By asking participants to track lines instead of discs or squares, a number of studies investigated the allocation of attention across tracked objects (Alvarez & Scholl, 2005; Doran, Hoffman, & Scholl, 2009; Feria, 2008). These studies explored detection performance for probes appearing either in the center or near the endpoints of the tracked lines. Because probe detection was more efficient in the center than at the endpoints, these studies suggest an attentional bias toward the center of the objects being tracked (Alvarez & Scholl, 2005; Doran et al., 2009; Feria, 2008). This center benefit was not the result of overt attention shifts being biased toward object centers (Vishwanath & Kowler, 2003) because it was also observed when eye movements were controlled for (Doran et al., 2009). Although the center bias is strong and increases with line length, it is not completely automatic because it is sensitive to the distribution of probe probabilities between the center and endpoints (Feria, 2008, 2010).

The reference frame of visual attention

What is the reference frame of (dynamic) visual attention? Does attentional tracking operate within a retinotopic coordinate system (i.e., relative to the corresponding locations on the retina) or within an allocentric coordinate system (i.e., scene-based coordinates)? These questions are of interest because the visual cortex is mostly organized in retinotopic maps (DeYoe et al., 1996; Engel, Glover, & Wandell, 1997; Lennie, 1998; Van Essen et al., 2001); however, mental representations of scenes appear to be in allocentric coordinates rather than retinotopic coordinates (e.g., Li & Warren, 2000; Wang & Simons, 1999).

In a first attempt to disentangle these two alternatives for MOT, G. Liu et al. (2005) asked participants to track a set of moving targets within a virtual three-dimensional box that itself underwent translations, rotations, and zooms. When G. Liu et al. manipulated object speed independently of scene speed, they observed that increasing object speed but not increasing scene speed impaired tracking. This finding suggests that tracking is carried out in allocentric coordinates.
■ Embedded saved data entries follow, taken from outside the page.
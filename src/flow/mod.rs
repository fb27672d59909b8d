//! Flow controllers and the parent → child ownership tree.
//!
//! A parent keeps each started child alive in an identity-keyed registry
//! until the child reports its result, then lets it go. Children never hold
//! strong handles back to their parents: the release hook a parent installs
//! only keeps a weak handle to the parent's registry.

pub mod audit;
mod completion;
mod core;
pub mod diagnostics;
mod id;
mod registry;

use std::rc::Rc;

use serde_json::json;

use crate::error::{FlowError, Result};
use crate::logging::{LogLevel, json_kv, json_str};
use crate::scope::{DependencyScope, ModuleList};

use self::audit::{FlowAuditEvent, FlowAuditStage};
use self::core::{FLOW_TARGET, note_completion};
use self::registry::Owned;

pub use self::completion::{CompletionHandler, CompletionSlot, CompletionState};
pub use self::core::FlowCore;
pub use self::diagnostics::Diagnostics;
pub use self::id::FlowId;

/// A unit of application flow that shows content and reports one result.
pub trait FlowController: 'static {
    /// What the flow reports when it finishes; `()` for flows with no result.
    type Output: 'static;

    fn core(&self) -> &FlowCore<Self::Output>;

    /// Begins the flow's work. Called once, by whoever starts the flow.
    fn start(self: Rc<Self>) -> Result<()>;

    /// Modules for this flow's own scope. `Some` (even empty) gets a scope
    /// chained to its parent's before `start` runs; `None` resolves through
    /// the parent's scope as is.
    fn modules(&self) -> Option<ModuleList> {
        None
    }
}

/// Operations every flow controller gets for free.
pub trait FlowControllerExt: FlowController {
    fn id(&self) -> FlowId {
        self.core().id()
    }

    /// Keeps `child` alive until it completes and starts it. A child that
    /// declares modules gets its own scope chained to the parent's; any other
    /// child resolves through the parent's scope. A child that already
    /// finished is refused, and one whose `start` fails is released again.
    ///
    /// `FlowStarted` is recorded before the child's `start` runs, so a child
    /// that completes inside `start` reports its completion afterwards.
    fn start_child<C>(&self, child: Rc<C>) -> Result<()>
    where
        C: FlowController + ?Sized,
    {
        let parent = self.core();
        let child_id = child.core().id();
        if child.core().completion_state() != CompletionState::Pending {
            return Err(FlowError::FlowFinished(child_id));
        }

        let diagnostics = parent.diagnostics();
        let parent_id = parent.id();
        let child_label = child.core().label().to_string();

        child.core().set_diagnostics(diagnostics.clone());
        match (child.modules(), parent.scope()) {
            (Some(modules), Some(parent_scope)) => {
                let scope = DependencyScope::child(&parent_scope, child_label.clone(), modules);
                let depth = scope.depth();
                child.core().attach_scope(scope);
                diagnostics.audit(|| {
                    FlowAuditEvent::builder(FlowAuditStage::ScopeCreated)
                        .flow(child_id)
                        .detail("depth", depth)
                        .finish()
                });
            }
            (Some(_), None) => return Err(FlowError::Unscoped(parent_id)),
            (None, Some(parent_scope)) => child.core().inherit_scope(parent_scope),
            (None, None) => {}
        }

        parent
            .registry()
            .borrow_mut()
            .insert(Box::new(Owned(Rc::clone(&child))));

        let registry = Rc::downgrade(parent.registry());
        let release_diagnostics = diagnostics.clone();
        child
            .core()
            .completion_slot()
            .set_release(Box::new(move || {
                let Some(registry) = registry.upgrade() else {
                    return;
                };
                let released = registry.borrow_mut().remove(&child_id);
                if let Some(child) = released.as_ref() {
                    release_diagnostics.audit(|| {
                        FlowAuditEvent::builder(FlowAuditStage::ChildReleased)
                            .flow(parent_id)
                            .detail("child", child.id().to_string())
                            .finish()
                    });
                    release_diagnostics.log(
                        LogLevel::Debug,
                        FLOW_TARGET,
                        "child_released",
                        [
                            json_str("parent", parent_id.to_string()),
                            json_str("child", child.label()),
                        ],
                    );
                }
                drop(released);
            }));

        diagnostics.audit(|| {
            FlowAuditEvent::builder(FlowAuditStage::ChildRegistered)
                .flow(parent_id)
                .detail("child", child_id.to_string())
                .detail("label", child_label.as_str())
                .finish()
        });
        diagnostics.record(|metrics| metrics.record_start());
        diagnostics.audit(|| {
            FlowAuditEvent::builder(FlowAuditStage::FlowStarted)
                .flow(child_id)
                .detail("label", child_label.as_str())
                .finish()
        });
        diagnostics.log(
            LogLevel::Debug,
            FLOW_TARGET,
            "child_started",
            [
                json_str("parent", parent_id.to_string()),
                json_str("child", child_label.as_str()),
            ],
        );

        if let Err(err) = child.start() {
            let removed = parent.registry().borrow_mut().remove(&child_id);
            if let Some(removed) = removed.as_ref() {
                removed.detach();
            }
            drop(removed);
            diagnostics.log(
                LogLevel::Warn,
                FLOW_TARGET,
                "child_start_failed",
                [
                    json_str("child", child_label.as_str()),
                    json_str("error", err.to_string()),
                ],
            );
            return Err(err);
        }
        Ok(())
    }

    /// Drops every child without reporting their completion. Children released
    /// this way can no longer complete. Returns how many were released.
    fn release_all_children(&self) -> usize {
        let core = self.core();
        let drained = core.registry().borrow_mut().drain();
        for child in &drained {
            child.detach();
        }
        let count = drained.len();
        drop(drained);

        let diagnostics = core.diagnostics();
        if count > 0 {
            diagnostics.record(|metrics| metrics.record_released(count));
            diagnostics.audit(|| {
                FlowAuditEvent::builder(FlowAuditStage::ChildrenCleared)
                    .flow(core.id())
                    .detail("count", count)
                    .finish()
            });
        }
        diagnostics.log(
            LogLevel::Debug,
            FLOW_TARGET,
            "children_released",
            [json_str("flow", core.label()), json_kv("count", json!(count))],
        );
        count
    }

    fn on_complete<F>(&self, handler: F)
    where
        F: FnOnce(Self::Output) + 'static,
    {
        self.core().on_complete(handler);
    }

    fn complete(&self, value: Self::Output) -> bool {
        self.core().complete(value)
    }

    /// Returns a callback that ignores its input and finishes this flow with
    /// `value`. Invoking it after the first time, or after the flow is gone,
    /// does nothing.
    fn complete_with<I>(&self, value: Self::Output) -> Box<dyn Fn(I)>
    where
        I: 'static,
        Self::Output: Clone,
    {
        let core = self.core();
        let slot = Rc::downgrade(core.completion_slot());
        let id = core.id();
        let label = core.label().to_string();
        let diagnostics = core.diagnostics();
        Box::new(move |_: I| {
            if let Some(slot) = slot.upgrade() {
                let fired = slot.fire(value.clone());
                note_completion(&diagnostics, id, &label, fired);
            }
        })
    }

    /// Looks `T` up through this flow's scope chain.
    fn resolve<T: 'static>(&self) -> Result<Rc<T>> {
        let core = self.core();
        let scope = core.scope().ok_or(FlowError::Unscoped(core.id()))?;
        let resolved = scope.resolve::<T>();
        core.diagnostics()
            .record(|metrics| metrics.record_resolution(resolved.is_ok()));
        resolved
    }

    /// Releases the instances cached by this flow's own scope. A flow that
    /// only borrows its parent's scope has nothing to release.
    fn teardown(&self) -> usize {
        let core = self.core();
        let Some(scope) = core.scope().filter(|_| core.owns_scope()) else {
            return 0;
        };
        let released = scope.teardown();
        let diagnostics = core.diagnostics();
        diagnostics.audit(|| {
            FlowAuditEvent::builder(FlowAuditStage::ScopeTornDown)
                .flow(core.id())
                .detail("released", released)
                .finish()
        });
        diagnostics.log(
            LogLevel::Info,
            FLOW_TARGET,
            "scope_torn_down",
            [
                json_str("scope", scope.label()),
                json_kv("released", json!(released)),
            ],
        );
        released
    }
}

impl<F: FlowController + ?Sized> FlowControllerExt for F {}
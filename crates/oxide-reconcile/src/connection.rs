//! The database capability the reconciler runs against.
//!
//! Reconciliation only needs two things from a database: run a statement,
//! and run a query returning rows. [`Connection`] captures exactly that, so
//! any driver can be plugged in. [`SqliteConnection`] is the bundled
//! implementation on top of a sqlx pool.

use async_trait::async_trait;
use sqlx::sqlite::{SqlitePool, SqlitePoolOptions, SqliteRow};
use sqlx::{Column, Row as _, TypeInfo, ValueRef};
use tracing::debug;

use crate::error::DbError;
use crate::value::Value;

/// A result row: ordered `(NAME, value)` pairs with upper-case names.
#[derive(Debug, Clone, Default, PartialEq)]
pub struct Row {
    values: Vec<(String, Value)>,
}

impl Row {
    /// Creates an empty row.
    #[must_use]
    pub fn new() -> Self {
        Self::default()
    }

    /// Appends a column.
    #[must_use]
    pub fn with(mut self, name: &str, value: Value) -> Self {
        self.push(name, value);
        self
    }

    /// Appends a column in place.
    pub fn push(&mut self, name: &str, value: Value) {
        self.values.push((name.to_uppercase(), value));
    }

    /// Looks a column up by name, case-insensitively.
    #[must_use]
    pub fn get(&self, name: &str) -> Option<&Value> {
        let name = name.to_uppercase();
        self.values.iter().find(|(n, _)| *n == name).map(|(_, v)| v)
    }

    /// The first column's value.
    #[must_use]
    pub fn first(&self) -> Option<&Value> {
        self.values.first().map(|(_, v)| v)
    }

    /// Text value of a column; `None` if absent, NULL or not text.
    #[must_use]
    pub fn text(&self, name: &str) -> Option<&str> {
        self.get(name).and_then(Value::as_str)
    }

    /// Integer value of a column; see [`Value::as_i64`].
    #[must_use]
    pub fn int(&self, name: &str) -> Option<i64> {
        self.get(name).and_then(Value::as_i64)
    }

    /// Number of columns.
    #[must_use]
    pub fn len(&self) -> usize {
        self.values.len()
    }

    /// Returns true when the row has no columns.
    #[must_use]
    pub fn is_empty(&self) -> bool {
        self.values.is_empty()
    }
}

/// A handle that can execute statements and run queries.
///
/// Implementations must be shareable across tasks. Each call is independent;
/// the reconciler never opens a transaction.
#[async_trait]
pub trait Connection: Send + Sync {
    /// Dialect identifier, e.g. `"postgres"` or `"sqlite3"`.
    fn dialect_name(&self) -> &str;

    /// Executes a statement that returns no rows.
    async fn execute(&self, sql: &str) -> Result<(), DbError>;

    /// Runs a query and returns all rows.
    async fn query(&self, sql: &str) -> Result<Vec<Row>, DbError>;
}

/// [`Connection`] over a sqlx SQLite pool.
#[derive(Debug, Clone)]
pub struct SqliteConnection {
    pool: SqlitePool,
}

impl SqliteConnection {
    /// Wraps an existing pool.
    #[must_use]
    pub const fn new(pool: SqlitePool) -> Self {
        Self { pool }
    }

    /// Connects to a SQLite URL such as `sqlite:db.sqlite3` or
    /// `sqlite::memory:`, creating the file if missing.
    ///
    /// # Errors
    ///
    /// Returns the driver error if the database cannot be opened.
    pub async fn connect(url: &str) -> Result<Self, DbError> {
        let options = url
            .parse::<sqlx::sqlite::SqliteConnectOptions>()?
            .create_if_missing(true);
        let pool = SqlitePoolOptions::new()
            .max_connections(1)
            .connect_with(options)
            .await?;
        Ok(Self { pool })
    }
}

fn decode_row(row: &SqliteRow) -> Result<Row, DbError> {
    let mut out = Row::new();
    for (i, column) in row.columns().iter().enumerate() {
        let raw = row.try_get_raw(i)?;
        let value = if raw.is_null() {
            Value::Null
        } else {
            let kind = raw.type_info().name().to_string();
            match kind.as_str() {
                "INTEGER" => Value::Integer(row.try_get_unchecked(i)?),
                "REAL" => Value::Float(row.try_get_unchecked(i)?),
                "BLOB" => Value::Binary(row.try_get_unchecked(i)?),
                _ => Value::String(row.try_get_unchecked(i)?),
            }
        };
        out.push(column.name(), value);
    }
    Ok(out)
}

#[async_trait]
impl Connection for SqliteConnection {
    fn dialect_name(&self) -> &str {
        "sqlite3"
    }

    async fn execute(&self, sql: &str) -> Result<(), DbError> {
        debug!(sql = %sql, "Executing SQL");
        sqlx::query(sql).execute(&self.pool).await?;
        Ok(())
    }

    async fn query(&self, sql: &str) -> Result<Vec<Row>, DbError> {
        debug!(sql = %sql, "Querying");
        let rows = sqlx::query(sql).fetch_all(&self.pool).await?;
        rows.iter().map(decode_row).collect()
    }
}
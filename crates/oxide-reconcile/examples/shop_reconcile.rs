//! Example: Evolving a shop schema by reconciliation
//!
//! Three revisions of an `orders` table are reconciled in turn against an
//! in-memory SQLite database. Each step prints the plan and the SQL it ran.
//!
//! Run with: cargo run --example shop_reconcile -p oxide-reconcile

use oxide_reconcile::prelude::*;

// =============================================================================
// Definitions
// =============================================================================

const V1: &str = "
id int
customer str(80) not null
amount float
primary key(id)
";

/// Adds an indexed creation date and a free-text note.
const V2: &str = "
id int
customer str(80) not null index
amount float
created date index
note str
primary key(id)
";

/// Renames the table and a column, drops the note.
const V3: &str = "
id int
client str(80) not null index former customer
amount float
created date index
primary key(id)
";

async fn step(
    reconciler: &Reconciler<SqliteConnection>,
    title: &str,
    definition: &TableDefinition,
) -> std::result::Result<(), Box<dyn std::error::Error>> {
    println!("{title}");
    println!("{}", "-".repeat(70));
    let report = reconciler.reconcile(definition).await?;
    if report.is_noop() {
        println!("    (up to date)");
    }
    for step in report.plan.steps() {
        println!("    {step}");
    }
    println!();
    for sql in &report.statements {
        println!("    {sql};");
    }
    println!();
    Ok(())
}

#[tokio::main]
async fn main() -> std::result::Result<(), Box<dyn std::error::Error>> {
    println!("{}", "=".repeat(70));
    println!(" OXIDE-RECONCILE: Shop Example");
    println!("{}", "=".repeat(70));
    println!();

    let pool = sqlx::sqlite::SqlitePoolOptions::new()
        .max_connections(1)
        .connect(":memory:")
        .await?;
    let reconciler = Reconciler::new(SqliteConnection::new(pool))?;

    let v1 = parse_definition("orders", V1)?;
    let v2 = parse_definition("orders", V2)?;
    let v3 = parse_definition("purchases", V3)?.with_former_names(["orders"])?;

    step(&reconciler, "[1] Initial table", &v1).await?;
    step(&reconciler, "[2] Add columns and indexes", &v2).await?;
    step(&reconciler, "[3] Rename table and column", &v3).await?;
    step(&reconciler, "[4] Run again", &v3).await?;

    println!("[5] Live structure");
    println!("{}", "-".repeat(70));
    let live = reconciler
        .inspect(&QualifiedName::new(None, "PURCHASES"))
        .await?;
    println!("{}", serde_json::to_string_pretty(&live)?);

    Ok(())
}
//! Column values and their canonical JSON form.
//!
//! Every logical type has one canonical serialized shape:
//!
//! | Type       | JSON                                   |
//! |------------|----------------------------------------|
//! | `STR`      | string                                 |
//! | `INT`      | number                                 |
//! | `FLOAT`    | number                                 |
//! | `DATE`     | ISO-8601 string                        |
//! | `BYTEA`    | base64 string without padding          |
//!
//! NULL is always JSON `null`.

use base64::Engine as _;
use base64::alphabet;
use base64::engine::DecodePaddingMode;
use base64::engine::general_purpose::{GeneralPurpose, GeneralPurposeConfig, STANDARD_NO_PAD};
use chrono::{DateTime, FixedOffset, NaiveDate, NaiveDateTime, SecondsFormat};
use serde_json::Value as Json;

use crate::error::{ReconcileError, Result};
use crate::types::{ColumnDefinition, LogicalType};

/// Accepts base64 with or without trailing padding.
const LENIENT_BASE64: GeneralPurpose = GeneralPurpose::new(
    &alphabet::STANDARD,
    GeneralPurposeConfig::new().with_decode_padding_mode(DecodePaddingMode::Indifferent),
);

/// `2^63`: the smallest float above every `i64`. `i64::MAX as f64` rounds up
/// to this value, so it cannot serve as an inclusive bound.
const I64_UPPER: f64 = 9_223_372_036_854_775_808.0;

/// Naive layouts accepted by [`parse_datetime`], tried in order.
const NAIVE_LAYOUTS: [&str; 2] = ["%Y-%m-%d %H:%M:%S%.f", "%Y-%m-%dT%H:%M:%S%.f"];

/// A single column value as read from or written to a database.
#[derive(Debug, Clone, PartialEq)]
pub enum Value {
    /// SQL NULL.
    Null,
    /// Character data.
    String(String),
    /// Integer.
    Integer(i64),
    /// Floating point.
    Float(f64),
    /// Date and time without offset.
    DateTime(NaiveDateTime),
    /// Date and time with a fixed offset.
    DateTimeTz(DateTime<FixedOffset>),
    /// Raw bytes.
    Binary(Vec<u8>),
}

impl Value {
    /// Short name of the value's kind, used in coercion errors.
    #[must_use]
    pub const fn kind(&self) -> &'static str {
        match self {
            Self::Null => "null",
            Self::String(_) => "string",
            Self::Integer(_) => "integer",
            Self::Float(_) => "float",
            Self::DateTime(_) => "datetime",
            Self::DateTimeTz(_) => "datetime with offset",
            Self::Binary(_) => "binary",
        }
    }

    /// Returns the string payload.
    #[must_use]
    pub fn as_str(&self) -> Option<&str> {
        match self {
            Self::String(s) => Some(s),
            _ => None,
        }
    }

    /// Returns the value as an integer.
    ///
    /// Integral floats and numeric strings are accepted, since catalog
    /// drivers disagree on how they report counts and lengths. Floats
    /// outside the `i64` range give `None`.
    #[must_use]
    pub fn as_i64(&self) -> Option<i64> {
        match self {
            Self::Integer(i) => Some(*i),
            Self::Float(f) => float_to_i64(*f),
            Self::String(s) => s.trim().parse().ok(),
            _ => None,
        }
    }

    /// Drops the offset of a zoned timestamp, keeping its wall-clock time.
    #[must_use]
    pub fn without_offset(self) -> Self {
        match self {
            Self::DateTimeTz(dt) => Self::DateTime(dt.naive_local()),
            other => other,
        }
    }
}

/// Converts an integral float that fits in an `i64`.
#[allow(clippy::cast_possible_truncation)]
fn float_to_i64(f: f64) -> Option<i64> {
    let in_range = (-I64_UPPER..I64_UPPER).contains(&f);
    (in_range && f.fract() == 0.0).then_some(f as i64)
}

fn json_kind(value: &Json) -> &'static str {
    match value {
        Json::Null => "null",
        Json::Bool(_) => "boolean",
        Json::Number(_) => "number",
        Json::String(_) => "string",
        Json::Array(_) => "array",
        Json::Object(_) => "object",
    }
}

/// Parses a timestamp in any of the accepted layouts.
///
/// RFC 3339 values keep their offset; the other layouts produce naive
/// timestamps, and a bare `YYYY-MM-DD` means midnight.
#[must_use]
pub fn parse_datetime(text: &str) -> Option<Value> {
    let text = text.trim();
    for layout in NAIVE_LAYOUTS {
        if let Ok(dt) = NaiveDateTime::parse_from_str(text, layout) {
            return Some(Value::DateTime(dt));
        }
    }
    if let Ok(dt) = DateTime::parse_from_rfc3339(text) {
        return Some(Value::DateTimeTz(dt));
    }
    if let Ok(dt) = DateTime::parse_from_str(text, "%Y-%m-%d %H:%M:%S%.f %z") {
        return Some(Value::DateTimeTz(dt));
    }
    NaiveDate::parse_from_str(text, "%Y-%m-%d")
        .ok()
        .and_then(|d| d.and_hms_opt(0, 0, 0))
        .map(Value::DateTime)
}

/// Converts a value to its canonical JSON form for a column of type `ty`.
///
/// # Errors
///
/// Returns [`ReconcileError::TypeCoercion`] when the value's kind does not
/// fit the column type, or when a float is not finite.
pub fn encode(column: &str, ty: LogicalType, value: &Value) -> Result<Json> {
    let mismatch = || ReconcileError::coercion(column, ty, value.kind());
    match (ty, value) {
        (_, Value::Null) => Ok(Json::Null),
        (LogicalType::String, Value::String(s)) => Ok(Json::String(s.clone())),
        (LogicalType::Integer, Value::Integer(i)) => Ok(Json::from(*i)),
        (LogicalType::Float, Value::Float(f)) => serde_json::Number::from_f64(*f)
            .map(Json::Number)
            .ok_or_else(mismatch),
        #[allow(clippy::cast_precision_loss)]
        (LogicalType::Float, Value::Integer(i)) => Ok(Json::from(*i as f64)),
        (LogicalType::DateTime, Value::DateTime(dt)) => {
            Ok(Json::String(dt.format("%Y-%m-%dT%H:%M:%S%.f").to_string()))
        }
        (LogicalType::DateTime, Value::DateTimeTz(dt)) => {
            Ok(Json::String(dt.to_rfc3339_opts(SecondsFormat::AutoSi, true)))
        }
        (LogicalType::Binary, Value::Binary(bytes)) => {
            Ok(Json::String(STANDARD_NO_PAD.encode(bytes)))
        }
        _ => Err(mismatch()),
    }
}

/// Converts a canonical JSON value back into a [`Value`].
///
/// # Errors
///
/// Returns [`ReconcileError::TypeCoercion`] naming the column and the JSON
/// kind received when the shape does not match `ty`.
pub fn decode(column: &str, ty: LogicalType, json: &Json) -> Result<Value> {
    let mismatch = || ReconcileError::coercion(column, ty, json_kind(json));
    match (ty, json) {
        (_, Json::Null) => Ok(Value::Null),
        (LogicalType::String, Json::String(s)) => Ok(Value::String(s.clone())),
        (LogicalType::Integer, Json::Number(n)) => n
            .as_i64()
            .or_else(|| n.as_f64().and_then(float_to_i64))
            .map(Value::Integer)
            .ok_or_else(mismatch),
        (LogicalType::Integer, Json::String(s)) => {
            s.trim().parse().map(Value::Integer).map_err(|_| mismatch())
        }
        (LogicalType::Float, Json::Number(n)) => {
            n.as_f64().map(Value::Float).ok_or_else(mismatch)
        }
        (LogicalType::DateTime, Json::String(s)) => parse_datetime(s).ok_or_else(mismatch),
        (LogicalType::Binary, Json::String(s)) => LENIENT_BASE64
            .decode(s)
            .map(Value::Binary)
            .map_err(|_| mismatch()),
        _ => Err(mismatch()),
    }
}

/// Parses a textual value for a column of type `ty`. Empty text is NULL.
///
/// # Errors
///
/// Returns [`ReconcileError::TypeCoercion`] when the text is not a valid
/// representation of `ty`.
pub fn parse_text(column: &str, ty: LogicalType, text: &str) -> Result<Value> {
    if text.is_empty() {
        return Ok(Value::Null);
    }
    let mismatch = || ReconcileError::coercion(column, ty, format!("text '{text}'"));
    match ty {
        LogicalType::String => Ok(Value::String(text.to_string())),
        LogicalType::Integer => text.trim().parse().map(Value::Integer).map_err(|_| mismatch()),
        LogicalType::Float => text.trim().parse().map(Value::Float).map_err(|_| mismatch()),
        LogicalType::DateTime => parse_datetime(text).ok_or_else(mismatch),
        LogicalType::Binary => Ok(Value::Binary(text.as_bytes().to_vec())),
    }
}

/// Compares two values of a column of type `ty`.
///
/// Timestamps compare by instant when both carry an offset and by wall-clock
/// time otherwise. Integers and floats compare numerically in float columns.
#[must_use]
#[allow(clippy::float_cmp)]
pub fn values_equal(ty: LogicalType, a: &Value, b: &Value) -> bool {
    match (a, b) {
        (Value::Null, Value::Null) => true,
        (Value::Null, _) | (_, Value::Null) => false,
        (Value::DateTimeTz(x), Value::DateTimeTz(y)) => x == y,
        (Value::DateTime(x), Value::DateTimeTz(y)) | (Value::DateTimeTz(y), Value::DateTime(x)) => {
            *x == y.naive_local()
        }
        (Value::Float(x), Value::Float(y)) => x == y || (x.is_nan() && y.is_nan()),
        #[allow(clippy::cast_precision_loss)]
        (Value::Integer(i), Value::Float(f)) | (Value::Float(f), Value::Integer(i))
            if ty == LogicalType::Float =>
        {
            *i as f64 == *f
        }
        _ => a == b,
    }
}

impl ColumnDefinition {
    /// Encodes a value for this column. See [`encode`].
    ///
    /// # Errors
    ///
    /// Returns [`ReconcileError::TypeCoercion`] on a kind mismatch.
    pub fn encode(&self, value: &Value) -> Result<Json> {
        encode(&self.name, self.logical_type, value)
    }

    /// Decodes a canonical JSON value for this column. See [`decode`].
    ///
    /// # Errors
    ///
    /// Returns [`ReconcileError::TypeCoercion`] on a shape mismatch.
    pub fn decode(&self, json: &Json) -> Result<Value> {
        decode(&self.name, self.logical_type, json)
    }

    /// Parses text for this column. See [`parse_text`].
    ///
    /// # Errors
    ///
    /// Returns [`ReconcileError::TypeCoercion`] on malformed text.
    pub fn parse_text(&self, text: &str) -> Result<Value> {
        parse_text(&self.name, self.logical_type, text)
    }
}
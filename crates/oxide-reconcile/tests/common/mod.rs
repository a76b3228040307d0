#![allow(dead_code)]

use std::collections::HashMap;
use std::sync::Mutex;

use async_trait::async_trait;
use oxide_reconcile::connection::{Connection, Row};
use oxide_reconcile::error::DbError;
use oxide_reconcile::value::Value;

/// Catalog rows of one table, in the shapes the dialects query for.
#[derive(Debug, Clone, Default)]
pub struct FakeTable {
    pub columns: Vec<Row>,
    pub primary_key: Vec<Row>,
    pub indexes: Vec<Row>,
}

impl FakeTable {
    pub fn new() -> Self {
        Self::default()
    }

    pub fn column(mut self, row: Row) -> Self {
        self.columns.push(row);
        self
    }

    pub fn primary_key(mut self, constraint: &str, columns: &[&str]) -> Self {
        for name in columns {
            self.primary_key.push(
                Row::new()
                    .with("NAME", text(name))
                    .with("CONSTRAINT_NAME", text(constraint)),
            );
        }
        self
    }

    pub fn index(mut self, owner: &str, index: &str, column: &str) -> Self {
        self.indexes.push(
            Row::new()
                .with("INDEX_OWNER", text(owner))
                .with("INDEX_NAME", text(index))
                .with("COLUMN_NAME", text(column)),
        );
        self
    }
}

pub fn text(s: &str) -> Value {
    Value::String(s.to_string())
}

/// A column catalog row.
pub fn catalog_column(
    name: &str,
    data_type: &str,
    nullable: bool,
    max_length: Option<i64>,
    raw_type: &str,
) -> Row {
    Row::new()
        .with("NAME", text(name))
        .with("DATA_TYPE", text(data_type))
        .with("NULLABLE", Value::Integer(i64::from(nullable)))
        .with("MAX_LENGTH", max_length.map_or(Value::Null, Value::Integer))
        .with("RAW_TYPE", text(raw_type))
        .with("DATA_PRECISION", Value::Null)
        .with("DATA_SCALE", Value::Null)
}

/// In-memory database that answers catalog queries from fixed tables and
/// records every executed statement without applying it.
pub struct FakeDatabase {
    dialect: &'static str,
    schema: &'static str,
    tables: HashMap<String, FakeTable>,
    executed: Mutex<Vec<String>>,
}

impl FakeDatabase {
    pub fn new(dialect: &'static str, schema: &'static str) -> Self {
        Self {
            dialect,
            schema,
            tables: HashMap::new(),
            executed: Mutex::new(Vec::new()),
        }
    }

    pub fn table(mut self, name: &str, table: FakeTable) -> Self {
        self.tables.insert(name.to_uppercase(), table);
        self
    }

    pub fn executed(&self) -> Vec<String> {
        self.executed.lock().unwrap().clone()
    }

    fn lookup(&self, sql: &str) -> Option<&FakeTable> {
        self.tables
            .iter()
            .find(|(name, _)| sql.contains(&format!("'{name}'")))
            .map(|(_, table)| table)
    }
}

#[async_trait]
impl Connection for FakeDatabase {
    fn dialect_name(&self) -> &str {
        self.dialect
    }

    async fn execute(&self, sql: &str) -> Result<(), DbError> {
        self.executed.lock().unwrap().push(sql.to_string());
        Ok(())
    }

    async fn query(&self, sql: &str) -> Result<Vec<Row>, DbError> {
        let table = self.lookup(sql);
        let rows = if sql.contains("AS CNT") {
            let count = i64::from(table.is_some());
            vec![Row::new().with("CNT", Value::Integer(count))]
        } else if sql.contains("AS RAW_TYPE") {
            table.map(|t| t.columns.clone()).unwrap_or_default()
        } else if sql.contains("AS INDEX_OWNER") {
            table.map(|t| t.indexes.clone()).unwrap_or_default()
        } else if sql.contains("AS CONSTRAINT_NAME") {
            table.map(|t| t.primary_key.clone()).unwrap_or_default()
        } else {
            vec![Row::new().with("SCHEMA", text(self.schema))]
        };
        Ok(rows)
    }
}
Although the results of research by G. Liu et al. (2005) were straightforward in favor of an allocentric reference system, subsequent studies with different methodologies have revealed more mixed results. In two studies, Howe and his colleagues (Howe, Drew, Pinto, & Horowitz, 2011; Howe, Pinto, Horowitz, 2010) explored the stability of tracking performance across saccades and smooth pursuits. In these studies, disrupting the allocentric frame of reference impaired tracking performance during saccades as well as smooth pursuits. This matches the results found by G. Liu et al. (2005) as well as related research providing evidence that the programming of saccades (Deubel, Bridgeman, & Schneider, 1998) as well as the execution of smooth pursuits (Raymond, Shapiro, & Rose, 1984) also is based on an allocentric representation of the scene. However, in contrast to the results found by G. Liu et al. (2005), tracking performance was also sensitive to manipulations of the retinotopic coherence of the scene during smooth pursuits, indicating that tracking partially is based on retinotopic coordinates (Howe et al., 2010). The observation that allocentric as well as retinocentric coordinate systems contribute to tracking matches with related research from our lab showing that continuous scene information is necessary to maintain objects in an allocentric frame of reference (Huff, Meyerhoff, Papenmeier, & Jahn, 2010; see also Jahn, Wendt, Lotze, Papenmeier, & Huff, 2012, for neuroimaging evidence) whereas abrupt changes in the frame of reference seem to draw onto retinocentric processes (Huff, Jahn, & Schwan, 2009; Jahn, Papenmeier, Meyerhoff, & Huff, 2012).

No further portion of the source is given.